▶ **Your task**
For this exercise, please reproduce the records below word for word, from the first line through the line with "const KM_PER_DEGREE: f64 = 111.19;".
[Data excerpts Boundary: Start]
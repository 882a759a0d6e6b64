//! Nearest-parking lookups over an R-tree of parking points.

use rstar::{AABB, RTree};
use rstar::primitives::GeomWithData;
use zone_safety_incident_models::Coordinates;
use zone_safety_infrastructure_models::ParkingSpot;

use crate::geometry::haversine_km;

/// Kilometres per degree of arc on the haversine sphere.
const KM_PER_DEGREE: f64 = 111.19;

/// Initial half-width of the search box in degrees (~1 km).
const INITIAL_RADIUS_DEG: f64 = 0.01;

type ParkingPoint = GeomWithData<[f64; 2], usize>;

/// R-tree over parking spot locations.
pub struct ParkingIndex {
    spots: Vec<ParkingSpot>,
    tree: RTree<ParkingPoint>,
}

impl ParkingIndex {
    #[must_use]
    pub fn new(spots: Vec<ParkingSpot>) -> Self {
        let points = spots
            .iter()
            .enumerate()
            .map(|(i, spot)| {
                GeomWithData::new([spot.coordinates.longitude, spot.coordinates.latitude], i)
            })
            .collect();

        Self {
            tree: RTree::bulk_load(points),
            spots,
        }
    }

    #[must_use]
    pub fn len(&self) -> usize {
        self.spots.len()
    }

    #[must_use]
    pub fn is_empty(&self) -> bool {
        self.spots.is_empty()
    }

    /// The `n` spots closest to `origin` by great-circle distance, nearest
    /// first, paired with their distance in km.
    #[must_use]
    pub fn nearest(&self, origin: Coordinates, n: usize) -> Vec<(&ParkingSpot, f64)> {
        if n == 0 {
            return Vec::new();
        }

        let mut radius = INITIAL_RADIUS_DEG;
        loop {
            let envelope = AABB::from_corners(
                [origin.longitude - radius, origin.latitude - radius],
                [origin.longitude + radius, origin.latitude + radius],
            );

            let mut candidates: Vec<(&ParkingSpot, f64)> = self
                .tree
                .locate_in_envelope(&envelope)
                .map(|point| {
                    let spot = &self.spots[point.data];
                    (spot, haversine_km(origin, spot.coordinates))
                })
                .collect();

            candidates.sort_by(|a, b| a.1.total_cmp(&b.1).then_with(|| a.0.id.cmp(&b.0.id)));

            // Anything within the inscribed radius is guaranteed to be
            // ranked correctly against points outside the box.
            let covered = candidates.len() == self.spots.len() || radius >= 180.0;
            let inscribed_km = inscribed_radius_km(origin.latitude, radius);
            let settled = candidates
                .iter()
                .take_while(|(_, d)| *d <= inscribed_km)
                .count();

            if covered || settled >= n {
                candidates.truncate(n);
                return candidates;
            }

            radius *= 2.0;
        }
    }
}

/// Lower bound on the great-circle distance from the centre of a square
/// lng/lat box of half-width `radius_deg` to any point outside it.
fn inscribed_radius_km(latitude: f64, radius_deg: f64) -> f64 {
    let worst_lat = (latitude.abs() + radius_deg).min(89.0);
    let lng_km = radius_deg * KM_PER_DEGREE * worst_lat.to_radians().cos();
    let lat_km = radius_deg * KM_PER_DEGREE;
    lng_km.min(lat_km) * 0.99
}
[Data excerpts Boundary: End]
▶ **Output below**
repository 882a759a0d6e6b64
//! Nearest-parking lookups over an R-tree of parking points.

use rstar::{AABB, RTree};
use rstar::primitives::GeomWithData;
use zone_safety_incident_models::Coordinates;
use zone_safety_infrastructure_models::ParkingSpot;

use crate::geometry::haversine_km;

/// Kilometres per degree of arc on the haversine sphere.
const KM_PER_DEGREE: f64 = 111.19;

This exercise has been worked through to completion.